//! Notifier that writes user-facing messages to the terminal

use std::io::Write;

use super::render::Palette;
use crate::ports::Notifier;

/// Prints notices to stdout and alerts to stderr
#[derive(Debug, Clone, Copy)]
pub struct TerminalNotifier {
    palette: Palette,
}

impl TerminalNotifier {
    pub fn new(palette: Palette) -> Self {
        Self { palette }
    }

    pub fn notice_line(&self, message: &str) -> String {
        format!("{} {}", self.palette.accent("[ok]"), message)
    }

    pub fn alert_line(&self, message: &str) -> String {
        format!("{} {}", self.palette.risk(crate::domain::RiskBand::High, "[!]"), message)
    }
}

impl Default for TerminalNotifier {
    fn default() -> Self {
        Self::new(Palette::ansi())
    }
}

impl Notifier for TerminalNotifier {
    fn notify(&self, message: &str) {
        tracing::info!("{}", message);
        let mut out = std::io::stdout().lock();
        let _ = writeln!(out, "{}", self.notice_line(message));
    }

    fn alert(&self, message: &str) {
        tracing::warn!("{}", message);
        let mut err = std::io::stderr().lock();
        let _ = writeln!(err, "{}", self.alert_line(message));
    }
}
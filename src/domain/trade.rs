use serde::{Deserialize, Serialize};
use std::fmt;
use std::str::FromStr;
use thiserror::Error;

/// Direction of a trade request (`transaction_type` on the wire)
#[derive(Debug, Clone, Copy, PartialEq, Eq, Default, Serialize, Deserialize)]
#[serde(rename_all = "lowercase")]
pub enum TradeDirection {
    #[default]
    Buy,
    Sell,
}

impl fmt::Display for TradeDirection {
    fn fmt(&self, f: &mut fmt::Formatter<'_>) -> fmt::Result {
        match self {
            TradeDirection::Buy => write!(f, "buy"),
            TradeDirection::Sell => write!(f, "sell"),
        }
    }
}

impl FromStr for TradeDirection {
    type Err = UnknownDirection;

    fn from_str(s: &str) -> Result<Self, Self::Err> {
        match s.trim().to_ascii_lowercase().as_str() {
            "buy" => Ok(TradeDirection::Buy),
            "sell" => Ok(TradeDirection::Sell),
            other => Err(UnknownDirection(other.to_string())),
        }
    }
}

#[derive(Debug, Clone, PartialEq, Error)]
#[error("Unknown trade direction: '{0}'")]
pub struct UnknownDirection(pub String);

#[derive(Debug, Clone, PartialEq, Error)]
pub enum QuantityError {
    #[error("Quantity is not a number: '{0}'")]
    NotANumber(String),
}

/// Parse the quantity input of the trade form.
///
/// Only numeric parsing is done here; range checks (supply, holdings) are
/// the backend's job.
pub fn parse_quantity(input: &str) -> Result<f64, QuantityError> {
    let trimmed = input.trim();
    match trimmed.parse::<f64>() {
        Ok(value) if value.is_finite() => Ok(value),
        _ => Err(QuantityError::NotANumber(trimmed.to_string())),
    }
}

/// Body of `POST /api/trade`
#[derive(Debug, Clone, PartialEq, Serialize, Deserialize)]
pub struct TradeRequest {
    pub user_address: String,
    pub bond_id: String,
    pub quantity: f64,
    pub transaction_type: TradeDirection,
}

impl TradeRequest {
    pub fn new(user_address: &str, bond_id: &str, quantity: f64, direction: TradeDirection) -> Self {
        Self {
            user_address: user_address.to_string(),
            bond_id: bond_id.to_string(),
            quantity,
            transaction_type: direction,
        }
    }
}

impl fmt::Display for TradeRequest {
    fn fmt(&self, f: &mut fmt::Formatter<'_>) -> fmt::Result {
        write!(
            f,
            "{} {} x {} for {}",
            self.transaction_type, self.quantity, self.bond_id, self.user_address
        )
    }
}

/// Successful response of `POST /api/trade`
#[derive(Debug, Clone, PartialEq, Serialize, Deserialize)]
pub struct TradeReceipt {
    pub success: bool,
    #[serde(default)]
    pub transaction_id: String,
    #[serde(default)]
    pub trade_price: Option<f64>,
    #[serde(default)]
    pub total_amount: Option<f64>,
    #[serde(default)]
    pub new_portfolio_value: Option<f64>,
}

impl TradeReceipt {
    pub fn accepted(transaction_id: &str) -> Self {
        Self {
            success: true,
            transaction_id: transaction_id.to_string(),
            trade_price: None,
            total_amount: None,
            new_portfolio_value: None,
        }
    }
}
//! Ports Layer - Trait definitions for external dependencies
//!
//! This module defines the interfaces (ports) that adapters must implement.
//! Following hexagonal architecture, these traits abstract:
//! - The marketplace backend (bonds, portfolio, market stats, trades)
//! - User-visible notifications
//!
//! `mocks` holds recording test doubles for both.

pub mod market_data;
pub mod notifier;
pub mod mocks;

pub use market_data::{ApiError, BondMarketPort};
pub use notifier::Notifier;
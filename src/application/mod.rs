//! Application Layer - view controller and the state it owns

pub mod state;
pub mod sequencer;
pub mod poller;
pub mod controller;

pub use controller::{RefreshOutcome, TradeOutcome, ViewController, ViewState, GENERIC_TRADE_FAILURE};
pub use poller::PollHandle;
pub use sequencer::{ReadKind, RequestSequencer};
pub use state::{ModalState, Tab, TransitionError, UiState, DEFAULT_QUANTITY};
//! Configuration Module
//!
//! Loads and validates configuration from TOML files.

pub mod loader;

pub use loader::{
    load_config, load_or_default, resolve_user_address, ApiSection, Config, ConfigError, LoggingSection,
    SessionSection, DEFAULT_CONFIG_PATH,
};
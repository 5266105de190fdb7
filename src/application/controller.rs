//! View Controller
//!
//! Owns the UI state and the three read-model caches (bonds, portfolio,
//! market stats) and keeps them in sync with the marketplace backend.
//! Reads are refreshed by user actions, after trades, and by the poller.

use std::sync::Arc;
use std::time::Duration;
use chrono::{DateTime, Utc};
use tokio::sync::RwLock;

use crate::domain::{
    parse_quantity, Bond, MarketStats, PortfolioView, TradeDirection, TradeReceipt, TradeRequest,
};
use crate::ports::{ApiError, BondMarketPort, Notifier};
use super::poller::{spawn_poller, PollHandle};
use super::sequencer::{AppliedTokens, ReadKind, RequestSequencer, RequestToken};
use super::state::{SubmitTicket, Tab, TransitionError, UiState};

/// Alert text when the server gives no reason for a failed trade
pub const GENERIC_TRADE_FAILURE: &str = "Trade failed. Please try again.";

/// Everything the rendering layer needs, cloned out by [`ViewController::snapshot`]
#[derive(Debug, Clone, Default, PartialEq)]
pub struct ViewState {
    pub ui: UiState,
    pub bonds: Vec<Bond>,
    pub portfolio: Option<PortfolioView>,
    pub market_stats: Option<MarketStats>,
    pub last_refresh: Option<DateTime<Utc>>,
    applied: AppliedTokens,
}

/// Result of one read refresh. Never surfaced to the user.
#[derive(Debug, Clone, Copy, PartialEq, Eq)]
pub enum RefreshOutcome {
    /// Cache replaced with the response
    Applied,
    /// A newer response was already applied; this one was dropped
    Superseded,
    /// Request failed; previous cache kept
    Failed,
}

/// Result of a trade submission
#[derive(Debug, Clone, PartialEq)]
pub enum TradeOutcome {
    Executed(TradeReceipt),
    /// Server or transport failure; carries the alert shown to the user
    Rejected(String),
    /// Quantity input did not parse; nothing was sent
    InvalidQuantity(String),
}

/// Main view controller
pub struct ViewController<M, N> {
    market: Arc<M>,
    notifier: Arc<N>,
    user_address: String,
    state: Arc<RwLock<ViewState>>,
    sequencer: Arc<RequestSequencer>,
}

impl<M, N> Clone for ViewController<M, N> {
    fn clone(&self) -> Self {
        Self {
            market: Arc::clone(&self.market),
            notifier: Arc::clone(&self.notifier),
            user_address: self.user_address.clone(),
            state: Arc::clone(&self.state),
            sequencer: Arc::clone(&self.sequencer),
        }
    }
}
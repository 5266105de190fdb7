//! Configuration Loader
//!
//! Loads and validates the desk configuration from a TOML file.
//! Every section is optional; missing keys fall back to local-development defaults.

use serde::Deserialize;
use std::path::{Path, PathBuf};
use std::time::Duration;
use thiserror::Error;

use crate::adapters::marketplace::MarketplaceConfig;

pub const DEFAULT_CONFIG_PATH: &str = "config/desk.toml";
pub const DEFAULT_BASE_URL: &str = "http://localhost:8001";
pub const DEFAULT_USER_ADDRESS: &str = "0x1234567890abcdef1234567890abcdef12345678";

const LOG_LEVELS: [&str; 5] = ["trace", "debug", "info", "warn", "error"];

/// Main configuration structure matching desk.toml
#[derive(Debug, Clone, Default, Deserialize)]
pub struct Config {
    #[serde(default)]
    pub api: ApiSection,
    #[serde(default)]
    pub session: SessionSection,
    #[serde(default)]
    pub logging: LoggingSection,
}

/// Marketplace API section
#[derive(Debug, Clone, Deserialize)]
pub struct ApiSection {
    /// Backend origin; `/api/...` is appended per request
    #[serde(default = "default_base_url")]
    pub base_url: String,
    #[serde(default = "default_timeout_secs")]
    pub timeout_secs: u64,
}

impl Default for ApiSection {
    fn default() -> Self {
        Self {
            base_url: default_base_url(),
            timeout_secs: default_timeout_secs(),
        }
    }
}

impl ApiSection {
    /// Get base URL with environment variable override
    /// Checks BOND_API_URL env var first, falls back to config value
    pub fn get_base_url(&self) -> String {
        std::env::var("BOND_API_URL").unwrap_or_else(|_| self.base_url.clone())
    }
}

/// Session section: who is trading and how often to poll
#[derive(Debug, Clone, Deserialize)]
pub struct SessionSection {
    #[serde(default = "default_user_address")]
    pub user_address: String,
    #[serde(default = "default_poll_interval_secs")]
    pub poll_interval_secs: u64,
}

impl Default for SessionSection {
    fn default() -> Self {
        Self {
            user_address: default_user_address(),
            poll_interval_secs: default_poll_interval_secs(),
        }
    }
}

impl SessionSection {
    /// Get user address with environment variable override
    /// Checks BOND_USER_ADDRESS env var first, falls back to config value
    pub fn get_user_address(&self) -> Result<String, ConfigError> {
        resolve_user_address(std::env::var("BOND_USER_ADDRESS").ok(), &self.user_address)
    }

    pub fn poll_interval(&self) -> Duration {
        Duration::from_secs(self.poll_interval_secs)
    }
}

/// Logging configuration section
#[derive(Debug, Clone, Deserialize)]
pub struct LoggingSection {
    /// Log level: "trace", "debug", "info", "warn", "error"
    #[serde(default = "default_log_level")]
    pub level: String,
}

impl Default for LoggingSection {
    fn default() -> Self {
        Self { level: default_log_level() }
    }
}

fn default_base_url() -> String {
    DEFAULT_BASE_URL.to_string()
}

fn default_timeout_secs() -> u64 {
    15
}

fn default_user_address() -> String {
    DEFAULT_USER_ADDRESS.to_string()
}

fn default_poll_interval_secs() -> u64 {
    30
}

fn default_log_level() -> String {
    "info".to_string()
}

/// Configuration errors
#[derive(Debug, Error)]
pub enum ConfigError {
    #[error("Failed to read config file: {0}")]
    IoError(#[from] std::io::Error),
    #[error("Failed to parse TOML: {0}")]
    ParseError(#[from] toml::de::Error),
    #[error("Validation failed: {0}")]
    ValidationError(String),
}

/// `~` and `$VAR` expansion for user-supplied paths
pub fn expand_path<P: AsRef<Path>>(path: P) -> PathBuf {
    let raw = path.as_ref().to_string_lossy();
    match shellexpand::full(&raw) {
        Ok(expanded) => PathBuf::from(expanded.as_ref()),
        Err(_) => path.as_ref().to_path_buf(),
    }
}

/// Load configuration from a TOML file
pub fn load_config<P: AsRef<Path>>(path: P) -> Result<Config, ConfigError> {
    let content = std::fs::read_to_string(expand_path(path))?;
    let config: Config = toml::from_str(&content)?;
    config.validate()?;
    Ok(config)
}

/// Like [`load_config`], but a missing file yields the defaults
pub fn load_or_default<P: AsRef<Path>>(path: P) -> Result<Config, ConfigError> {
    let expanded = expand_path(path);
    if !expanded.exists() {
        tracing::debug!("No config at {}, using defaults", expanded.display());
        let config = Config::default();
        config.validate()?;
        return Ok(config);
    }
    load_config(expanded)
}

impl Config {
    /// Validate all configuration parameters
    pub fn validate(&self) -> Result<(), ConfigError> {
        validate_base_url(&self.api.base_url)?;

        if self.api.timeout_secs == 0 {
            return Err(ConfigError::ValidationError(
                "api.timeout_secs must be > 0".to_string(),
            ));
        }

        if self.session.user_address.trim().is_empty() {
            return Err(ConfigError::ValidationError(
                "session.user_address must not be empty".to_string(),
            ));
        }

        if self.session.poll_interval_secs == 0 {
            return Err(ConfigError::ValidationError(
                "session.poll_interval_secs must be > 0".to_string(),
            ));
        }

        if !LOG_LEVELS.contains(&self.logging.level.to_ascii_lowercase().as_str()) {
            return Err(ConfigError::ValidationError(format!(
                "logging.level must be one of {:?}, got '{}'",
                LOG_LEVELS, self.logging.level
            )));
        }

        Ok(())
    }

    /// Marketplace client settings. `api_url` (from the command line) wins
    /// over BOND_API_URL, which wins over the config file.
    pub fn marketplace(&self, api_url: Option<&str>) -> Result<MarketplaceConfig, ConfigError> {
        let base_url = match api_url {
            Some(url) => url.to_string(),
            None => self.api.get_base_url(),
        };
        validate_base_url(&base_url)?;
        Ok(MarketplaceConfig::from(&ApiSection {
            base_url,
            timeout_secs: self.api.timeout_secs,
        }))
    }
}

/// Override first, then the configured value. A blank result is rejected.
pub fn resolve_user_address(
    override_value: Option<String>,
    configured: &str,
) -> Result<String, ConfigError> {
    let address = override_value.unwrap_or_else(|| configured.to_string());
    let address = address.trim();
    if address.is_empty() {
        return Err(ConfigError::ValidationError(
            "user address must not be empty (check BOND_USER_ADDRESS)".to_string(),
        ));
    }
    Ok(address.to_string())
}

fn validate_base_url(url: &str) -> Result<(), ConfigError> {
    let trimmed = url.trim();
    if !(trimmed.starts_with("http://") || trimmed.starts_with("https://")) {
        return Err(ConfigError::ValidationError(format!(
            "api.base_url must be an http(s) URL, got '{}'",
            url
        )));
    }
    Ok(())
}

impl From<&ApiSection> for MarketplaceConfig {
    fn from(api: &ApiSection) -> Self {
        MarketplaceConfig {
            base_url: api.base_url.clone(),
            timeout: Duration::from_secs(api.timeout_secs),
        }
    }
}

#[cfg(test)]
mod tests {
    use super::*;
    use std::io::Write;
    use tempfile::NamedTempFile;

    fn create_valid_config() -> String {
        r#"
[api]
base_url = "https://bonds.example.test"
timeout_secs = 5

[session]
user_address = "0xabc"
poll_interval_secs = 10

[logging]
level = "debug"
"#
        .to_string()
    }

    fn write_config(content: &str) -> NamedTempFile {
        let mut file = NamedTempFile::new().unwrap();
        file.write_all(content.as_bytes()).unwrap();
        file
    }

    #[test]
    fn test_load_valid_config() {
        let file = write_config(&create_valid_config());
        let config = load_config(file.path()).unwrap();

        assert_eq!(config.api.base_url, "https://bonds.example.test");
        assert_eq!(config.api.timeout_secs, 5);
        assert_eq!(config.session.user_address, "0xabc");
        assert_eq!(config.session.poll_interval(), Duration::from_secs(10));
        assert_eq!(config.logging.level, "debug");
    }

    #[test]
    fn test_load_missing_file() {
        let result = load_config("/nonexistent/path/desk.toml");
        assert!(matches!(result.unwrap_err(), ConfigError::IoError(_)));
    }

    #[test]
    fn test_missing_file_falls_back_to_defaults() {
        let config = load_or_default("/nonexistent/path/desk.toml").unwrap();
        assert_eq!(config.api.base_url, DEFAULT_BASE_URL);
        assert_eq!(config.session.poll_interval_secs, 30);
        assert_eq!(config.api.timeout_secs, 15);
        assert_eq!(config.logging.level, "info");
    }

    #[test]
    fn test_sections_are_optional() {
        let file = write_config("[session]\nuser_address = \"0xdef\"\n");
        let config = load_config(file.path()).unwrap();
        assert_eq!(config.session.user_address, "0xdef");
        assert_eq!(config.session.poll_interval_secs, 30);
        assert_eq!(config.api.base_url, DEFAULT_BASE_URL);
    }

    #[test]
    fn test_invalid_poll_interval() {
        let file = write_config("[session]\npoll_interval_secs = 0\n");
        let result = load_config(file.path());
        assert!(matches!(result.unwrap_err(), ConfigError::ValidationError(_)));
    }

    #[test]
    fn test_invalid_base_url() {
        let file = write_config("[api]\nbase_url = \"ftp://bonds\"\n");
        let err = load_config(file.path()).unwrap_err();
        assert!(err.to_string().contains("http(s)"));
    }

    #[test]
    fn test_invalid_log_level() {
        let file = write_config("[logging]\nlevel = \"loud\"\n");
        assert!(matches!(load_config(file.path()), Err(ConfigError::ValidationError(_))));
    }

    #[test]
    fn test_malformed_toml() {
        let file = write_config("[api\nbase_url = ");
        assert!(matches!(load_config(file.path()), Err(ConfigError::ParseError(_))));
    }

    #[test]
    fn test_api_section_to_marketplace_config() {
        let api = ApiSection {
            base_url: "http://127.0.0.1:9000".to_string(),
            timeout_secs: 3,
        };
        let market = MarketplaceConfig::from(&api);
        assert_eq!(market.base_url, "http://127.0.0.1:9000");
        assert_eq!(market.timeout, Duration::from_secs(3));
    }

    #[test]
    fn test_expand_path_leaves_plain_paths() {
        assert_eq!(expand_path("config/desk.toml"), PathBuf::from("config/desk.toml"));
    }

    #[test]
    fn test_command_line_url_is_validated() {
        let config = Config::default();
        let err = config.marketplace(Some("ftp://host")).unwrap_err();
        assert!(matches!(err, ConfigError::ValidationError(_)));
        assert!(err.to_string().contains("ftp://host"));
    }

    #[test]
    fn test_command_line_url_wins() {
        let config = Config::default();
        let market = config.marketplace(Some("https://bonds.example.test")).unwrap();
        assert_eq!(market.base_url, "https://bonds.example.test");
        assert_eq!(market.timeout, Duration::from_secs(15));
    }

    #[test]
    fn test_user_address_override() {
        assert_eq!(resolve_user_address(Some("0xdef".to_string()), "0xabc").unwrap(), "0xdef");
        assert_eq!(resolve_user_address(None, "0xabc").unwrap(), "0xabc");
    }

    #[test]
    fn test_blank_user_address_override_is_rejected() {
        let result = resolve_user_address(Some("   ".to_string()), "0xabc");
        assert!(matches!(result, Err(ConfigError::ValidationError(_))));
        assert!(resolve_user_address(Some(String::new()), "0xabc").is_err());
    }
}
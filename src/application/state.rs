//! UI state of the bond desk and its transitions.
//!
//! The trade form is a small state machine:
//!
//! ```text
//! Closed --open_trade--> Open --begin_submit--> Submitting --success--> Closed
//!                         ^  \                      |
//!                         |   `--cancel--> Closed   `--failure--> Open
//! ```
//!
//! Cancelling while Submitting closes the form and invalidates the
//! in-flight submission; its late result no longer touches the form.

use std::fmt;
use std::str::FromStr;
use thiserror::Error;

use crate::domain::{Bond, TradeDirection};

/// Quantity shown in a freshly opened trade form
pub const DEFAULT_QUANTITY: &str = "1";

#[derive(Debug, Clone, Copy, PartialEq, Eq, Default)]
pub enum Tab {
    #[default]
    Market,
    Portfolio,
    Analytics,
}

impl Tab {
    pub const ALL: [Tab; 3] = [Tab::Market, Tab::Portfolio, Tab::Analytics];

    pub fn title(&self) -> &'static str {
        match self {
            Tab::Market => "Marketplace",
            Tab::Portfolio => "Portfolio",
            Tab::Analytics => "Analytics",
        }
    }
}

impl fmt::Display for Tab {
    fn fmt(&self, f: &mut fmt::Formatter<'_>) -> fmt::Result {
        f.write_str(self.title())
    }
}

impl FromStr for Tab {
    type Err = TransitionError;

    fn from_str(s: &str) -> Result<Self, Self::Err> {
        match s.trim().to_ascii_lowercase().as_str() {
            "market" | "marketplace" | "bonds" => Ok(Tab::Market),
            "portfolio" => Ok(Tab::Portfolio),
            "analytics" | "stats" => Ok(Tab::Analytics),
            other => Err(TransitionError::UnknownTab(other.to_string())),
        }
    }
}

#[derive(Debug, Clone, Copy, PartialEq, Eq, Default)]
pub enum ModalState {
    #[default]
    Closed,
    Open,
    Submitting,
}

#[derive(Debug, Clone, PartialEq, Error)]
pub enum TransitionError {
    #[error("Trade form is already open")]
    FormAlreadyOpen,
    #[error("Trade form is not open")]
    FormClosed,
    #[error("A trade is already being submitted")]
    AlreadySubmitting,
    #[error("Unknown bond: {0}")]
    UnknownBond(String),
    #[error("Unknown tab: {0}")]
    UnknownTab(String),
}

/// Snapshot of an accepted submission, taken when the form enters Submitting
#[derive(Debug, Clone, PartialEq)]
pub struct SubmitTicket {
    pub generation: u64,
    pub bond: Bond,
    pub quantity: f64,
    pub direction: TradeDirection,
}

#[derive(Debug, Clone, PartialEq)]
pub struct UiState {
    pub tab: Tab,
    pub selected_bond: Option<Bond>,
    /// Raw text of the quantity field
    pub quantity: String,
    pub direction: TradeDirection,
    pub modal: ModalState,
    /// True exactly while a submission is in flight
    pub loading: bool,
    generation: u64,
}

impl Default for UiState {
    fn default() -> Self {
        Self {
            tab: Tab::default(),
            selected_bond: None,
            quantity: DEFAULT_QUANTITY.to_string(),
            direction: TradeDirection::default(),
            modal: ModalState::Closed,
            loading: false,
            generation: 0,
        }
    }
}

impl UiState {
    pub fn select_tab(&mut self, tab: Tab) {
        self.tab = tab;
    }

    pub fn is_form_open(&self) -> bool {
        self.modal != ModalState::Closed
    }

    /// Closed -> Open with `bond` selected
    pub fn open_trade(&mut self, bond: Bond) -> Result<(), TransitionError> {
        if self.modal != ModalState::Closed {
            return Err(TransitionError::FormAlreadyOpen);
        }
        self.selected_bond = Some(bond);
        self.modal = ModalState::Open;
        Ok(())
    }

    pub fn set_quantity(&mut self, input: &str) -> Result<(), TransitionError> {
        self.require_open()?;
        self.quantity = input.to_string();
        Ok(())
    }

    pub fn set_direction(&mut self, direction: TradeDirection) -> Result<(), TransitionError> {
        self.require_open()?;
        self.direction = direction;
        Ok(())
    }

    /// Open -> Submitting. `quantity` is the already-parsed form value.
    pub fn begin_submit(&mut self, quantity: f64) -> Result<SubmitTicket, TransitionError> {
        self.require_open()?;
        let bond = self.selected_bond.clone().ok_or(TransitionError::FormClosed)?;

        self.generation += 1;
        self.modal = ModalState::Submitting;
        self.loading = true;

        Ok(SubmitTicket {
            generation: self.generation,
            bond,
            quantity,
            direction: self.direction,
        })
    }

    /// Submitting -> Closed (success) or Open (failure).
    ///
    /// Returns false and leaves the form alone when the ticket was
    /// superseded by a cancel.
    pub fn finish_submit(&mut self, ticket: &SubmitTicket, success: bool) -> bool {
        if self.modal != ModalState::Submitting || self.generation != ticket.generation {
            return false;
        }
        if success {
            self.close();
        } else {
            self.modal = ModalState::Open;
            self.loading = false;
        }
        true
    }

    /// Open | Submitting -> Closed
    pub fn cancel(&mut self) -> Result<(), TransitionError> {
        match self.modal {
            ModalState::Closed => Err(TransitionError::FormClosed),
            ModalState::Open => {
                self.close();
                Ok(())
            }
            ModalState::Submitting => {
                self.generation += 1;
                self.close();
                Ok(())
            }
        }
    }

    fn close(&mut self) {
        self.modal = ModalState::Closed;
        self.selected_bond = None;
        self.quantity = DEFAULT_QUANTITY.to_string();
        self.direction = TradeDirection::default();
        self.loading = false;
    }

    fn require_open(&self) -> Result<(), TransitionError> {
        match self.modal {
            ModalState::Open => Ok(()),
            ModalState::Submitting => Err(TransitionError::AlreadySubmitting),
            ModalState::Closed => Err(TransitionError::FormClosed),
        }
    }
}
+-------+
* _WORK ITEM_
Copy out only the lines of the records above from the one with "let content = std::fs::read_to_string(expand_path(path))?;" through the one with "yields the defaults", exactly as they stand, both included.

* _WRITTEN SOLUTION_
    let content = std::fs::read_to_string(expand_path(path))?;
    let config: Config = toml::from_str(&content)?;
    config.validate()?;
    Ok(config)
}

/// Like [`load_config`], but a missing file yields the defaults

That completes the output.